* **Information provided**:
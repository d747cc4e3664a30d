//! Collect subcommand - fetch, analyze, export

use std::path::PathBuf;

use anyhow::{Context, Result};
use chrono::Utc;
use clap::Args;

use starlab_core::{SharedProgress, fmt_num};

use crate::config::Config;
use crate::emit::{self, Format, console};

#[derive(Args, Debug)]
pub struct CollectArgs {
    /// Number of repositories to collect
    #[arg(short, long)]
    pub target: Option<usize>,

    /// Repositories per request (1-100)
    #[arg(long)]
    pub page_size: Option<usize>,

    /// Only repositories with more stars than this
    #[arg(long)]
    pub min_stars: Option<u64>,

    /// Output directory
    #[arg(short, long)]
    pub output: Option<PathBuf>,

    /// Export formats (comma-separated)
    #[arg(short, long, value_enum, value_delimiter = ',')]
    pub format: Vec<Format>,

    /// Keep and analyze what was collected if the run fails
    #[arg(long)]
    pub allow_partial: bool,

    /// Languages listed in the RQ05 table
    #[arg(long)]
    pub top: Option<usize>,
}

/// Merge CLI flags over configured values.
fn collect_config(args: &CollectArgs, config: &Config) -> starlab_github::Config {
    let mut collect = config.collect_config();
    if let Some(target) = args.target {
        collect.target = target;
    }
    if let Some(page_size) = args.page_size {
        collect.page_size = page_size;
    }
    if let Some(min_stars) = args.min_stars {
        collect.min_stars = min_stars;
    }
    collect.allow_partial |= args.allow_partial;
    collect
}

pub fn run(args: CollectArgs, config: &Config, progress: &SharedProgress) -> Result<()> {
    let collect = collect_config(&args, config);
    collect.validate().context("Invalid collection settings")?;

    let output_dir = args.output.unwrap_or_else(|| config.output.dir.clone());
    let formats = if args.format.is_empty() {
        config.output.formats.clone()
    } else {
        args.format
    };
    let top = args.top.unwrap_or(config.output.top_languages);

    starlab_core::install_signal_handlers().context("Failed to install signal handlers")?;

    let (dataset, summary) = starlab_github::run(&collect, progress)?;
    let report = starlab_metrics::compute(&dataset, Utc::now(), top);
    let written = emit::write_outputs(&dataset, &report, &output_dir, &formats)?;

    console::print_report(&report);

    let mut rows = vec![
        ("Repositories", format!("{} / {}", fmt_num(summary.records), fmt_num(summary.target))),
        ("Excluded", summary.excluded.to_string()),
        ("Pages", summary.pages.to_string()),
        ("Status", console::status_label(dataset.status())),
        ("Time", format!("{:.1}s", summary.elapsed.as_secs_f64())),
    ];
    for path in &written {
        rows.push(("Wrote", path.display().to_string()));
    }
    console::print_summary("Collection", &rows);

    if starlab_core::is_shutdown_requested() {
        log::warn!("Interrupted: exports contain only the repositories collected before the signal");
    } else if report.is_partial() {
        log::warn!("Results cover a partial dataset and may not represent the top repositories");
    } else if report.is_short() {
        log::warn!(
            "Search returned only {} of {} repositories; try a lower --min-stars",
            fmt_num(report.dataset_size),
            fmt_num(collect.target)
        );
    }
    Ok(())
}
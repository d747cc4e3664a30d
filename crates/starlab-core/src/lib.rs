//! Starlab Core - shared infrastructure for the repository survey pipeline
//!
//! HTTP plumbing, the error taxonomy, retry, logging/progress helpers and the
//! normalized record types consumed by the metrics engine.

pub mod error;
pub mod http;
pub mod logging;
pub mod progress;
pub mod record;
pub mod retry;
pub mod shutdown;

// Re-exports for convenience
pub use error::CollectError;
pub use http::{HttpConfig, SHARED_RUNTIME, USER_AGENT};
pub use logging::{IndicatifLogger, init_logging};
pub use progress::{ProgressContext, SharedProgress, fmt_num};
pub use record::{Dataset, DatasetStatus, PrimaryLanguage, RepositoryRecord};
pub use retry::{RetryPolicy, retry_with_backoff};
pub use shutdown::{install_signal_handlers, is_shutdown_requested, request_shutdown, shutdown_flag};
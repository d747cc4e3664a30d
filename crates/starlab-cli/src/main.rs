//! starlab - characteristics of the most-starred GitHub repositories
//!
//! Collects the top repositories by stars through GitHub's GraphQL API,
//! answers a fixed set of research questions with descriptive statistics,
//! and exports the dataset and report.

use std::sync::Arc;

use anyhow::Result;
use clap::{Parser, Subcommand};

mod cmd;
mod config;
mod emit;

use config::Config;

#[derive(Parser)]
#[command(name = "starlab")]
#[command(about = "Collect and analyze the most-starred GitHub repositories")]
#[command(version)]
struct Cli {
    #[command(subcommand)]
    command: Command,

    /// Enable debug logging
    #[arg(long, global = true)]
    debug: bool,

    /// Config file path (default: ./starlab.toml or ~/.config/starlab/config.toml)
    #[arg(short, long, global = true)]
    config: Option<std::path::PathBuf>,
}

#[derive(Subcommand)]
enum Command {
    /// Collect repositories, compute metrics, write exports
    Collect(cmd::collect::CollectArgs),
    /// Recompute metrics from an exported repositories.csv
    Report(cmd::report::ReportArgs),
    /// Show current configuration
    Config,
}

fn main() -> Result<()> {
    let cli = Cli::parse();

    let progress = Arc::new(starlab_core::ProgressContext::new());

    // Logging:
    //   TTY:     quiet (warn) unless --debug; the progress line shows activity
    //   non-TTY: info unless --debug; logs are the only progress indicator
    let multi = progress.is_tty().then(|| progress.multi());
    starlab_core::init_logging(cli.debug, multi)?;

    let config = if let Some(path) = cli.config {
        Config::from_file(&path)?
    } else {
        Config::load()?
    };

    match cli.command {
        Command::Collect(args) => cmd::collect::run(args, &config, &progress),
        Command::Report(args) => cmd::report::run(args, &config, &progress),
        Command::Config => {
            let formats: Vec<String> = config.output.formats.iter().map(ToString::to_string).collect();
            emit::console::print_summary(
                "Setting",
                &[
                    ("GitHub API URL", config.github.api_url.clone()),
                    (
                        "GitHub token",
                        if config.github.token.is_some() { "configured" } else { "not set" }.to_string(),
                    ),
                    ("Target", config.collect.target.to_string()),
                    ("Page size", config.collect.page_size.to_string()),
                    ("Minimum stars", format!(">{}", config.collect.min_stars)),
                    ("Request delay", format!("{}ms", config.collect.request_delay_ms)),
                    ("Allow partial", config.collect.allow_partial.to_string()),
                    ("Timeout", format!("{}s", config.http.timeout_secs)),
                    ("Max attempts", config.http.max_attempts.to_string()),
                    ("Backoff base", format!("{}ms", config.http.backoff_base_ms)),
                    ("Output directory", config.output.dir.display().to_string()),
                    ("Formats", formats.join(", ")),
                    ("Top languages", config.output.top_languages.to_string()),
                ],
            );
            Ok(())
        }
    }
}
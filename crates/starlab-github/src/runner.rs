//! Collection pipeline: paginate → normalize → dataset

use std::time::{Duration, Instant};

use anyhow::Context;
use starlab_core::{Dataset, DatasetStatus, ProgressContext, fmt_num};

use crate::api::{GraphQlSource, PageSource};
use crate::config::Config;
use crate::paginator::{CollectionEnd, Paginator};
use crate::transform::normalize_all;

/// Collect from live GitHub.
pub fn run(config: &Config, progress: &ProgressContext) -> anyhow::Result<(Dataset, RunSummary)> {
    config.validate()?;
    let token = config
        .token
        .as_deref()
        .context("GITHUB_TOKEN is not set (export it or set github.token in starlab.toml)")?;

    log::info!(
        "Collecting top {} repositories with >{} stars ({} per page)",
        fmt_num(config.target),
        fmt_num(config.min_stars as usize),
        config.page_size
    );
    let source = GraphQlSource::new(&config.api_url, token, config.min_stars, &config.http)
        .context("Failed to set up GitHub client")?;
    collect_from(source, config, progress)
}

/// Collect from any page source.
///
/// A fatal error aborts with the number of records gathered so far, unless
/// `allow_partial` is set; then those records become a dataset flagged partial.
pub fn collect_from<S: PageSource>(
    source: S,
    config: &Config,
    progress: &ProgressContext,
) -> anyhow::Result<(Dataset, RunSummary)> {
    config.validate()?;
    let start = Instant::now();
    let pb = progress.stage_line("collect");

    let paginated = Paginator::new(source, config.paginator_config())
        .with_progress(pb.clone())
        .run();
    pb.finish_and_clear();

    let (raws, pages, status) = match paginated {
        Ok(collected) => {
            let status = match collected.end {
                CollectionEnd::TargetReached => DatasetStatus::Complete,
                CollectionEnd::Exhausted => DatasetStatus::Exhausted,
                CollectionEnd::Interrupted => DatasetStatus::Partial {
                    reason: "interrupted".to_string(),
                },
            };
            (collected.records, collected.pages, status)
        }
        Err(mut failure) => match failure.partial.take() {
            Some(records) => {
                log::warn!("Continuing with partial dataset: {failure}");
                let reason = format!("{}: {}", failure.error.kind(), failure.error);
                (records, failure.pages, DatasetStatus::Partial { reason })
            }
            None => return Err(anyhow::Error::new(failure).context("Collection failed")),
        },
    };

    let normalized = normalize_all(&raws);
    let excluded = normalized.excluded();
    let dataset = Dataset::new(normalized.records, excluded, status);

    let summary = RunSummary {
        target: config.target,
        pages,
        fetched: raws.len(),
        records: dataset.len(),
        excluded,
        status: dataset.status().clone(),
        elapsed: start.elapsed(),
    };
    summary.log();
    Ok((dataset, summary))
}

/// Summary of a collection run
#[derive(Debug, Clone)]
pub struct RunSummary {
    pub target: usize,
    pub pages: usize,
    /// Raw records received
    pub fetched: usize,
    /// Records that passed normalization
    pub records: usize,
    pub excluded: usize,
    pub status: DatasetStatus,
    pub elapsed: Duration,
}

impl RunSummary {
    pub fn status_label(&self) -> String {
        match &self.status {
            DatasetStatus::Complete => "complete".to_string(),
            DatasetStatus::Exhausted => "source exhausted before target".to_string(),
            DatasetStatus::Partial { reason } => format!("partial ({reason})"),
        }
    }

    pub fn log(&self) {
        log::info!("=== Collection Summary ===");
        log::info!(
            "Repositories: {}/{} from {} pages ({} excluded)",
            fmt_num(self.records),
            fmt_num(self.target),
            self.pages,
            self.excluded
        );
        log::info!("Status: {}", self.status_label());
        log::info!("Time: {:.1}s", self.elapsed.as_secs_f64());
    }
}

* **What this task involves**: Take the lines above from the one containing "over configured values." down to the one containing "let top = args.top.unwrap_or(config.output.top_languages);", and transcribe them exactly, both ends included.

* **The answer**:
/// Merge CLI flags over configured values.
fn collect_config(args: &CollectArgs, config: &Config) -> starlab_github::Config {
    let mut collect = config.collect_config();
    if let Some(target) = args.target {
        collect.target = target;
    }
    if let Some(page_size) = args.page_size {
        collect.page_size = page_size;
    }
    if let Some(min_stars) = args.min_stars {
        collect.min_stars = min_stars;
    }
    collect.allow_partial |= args.allow_partial;
    collect
}

pub fn run(args: CollectArgs, config: &Config, progress: &SharedProgress) -> Result<()> {
    let collect = collect_config(&args, config);
    collect.validate().context("Invalid collection settings")?;

    let output_dir = args.output.unwrap_or_else(|| config.output.dir.clone());
    let formats = if args.format.is_empty() {
        config.output.formats.clone()
    } else {
        args.format
    };
    let top = args.top.unwrap_or(config.output.top_languages);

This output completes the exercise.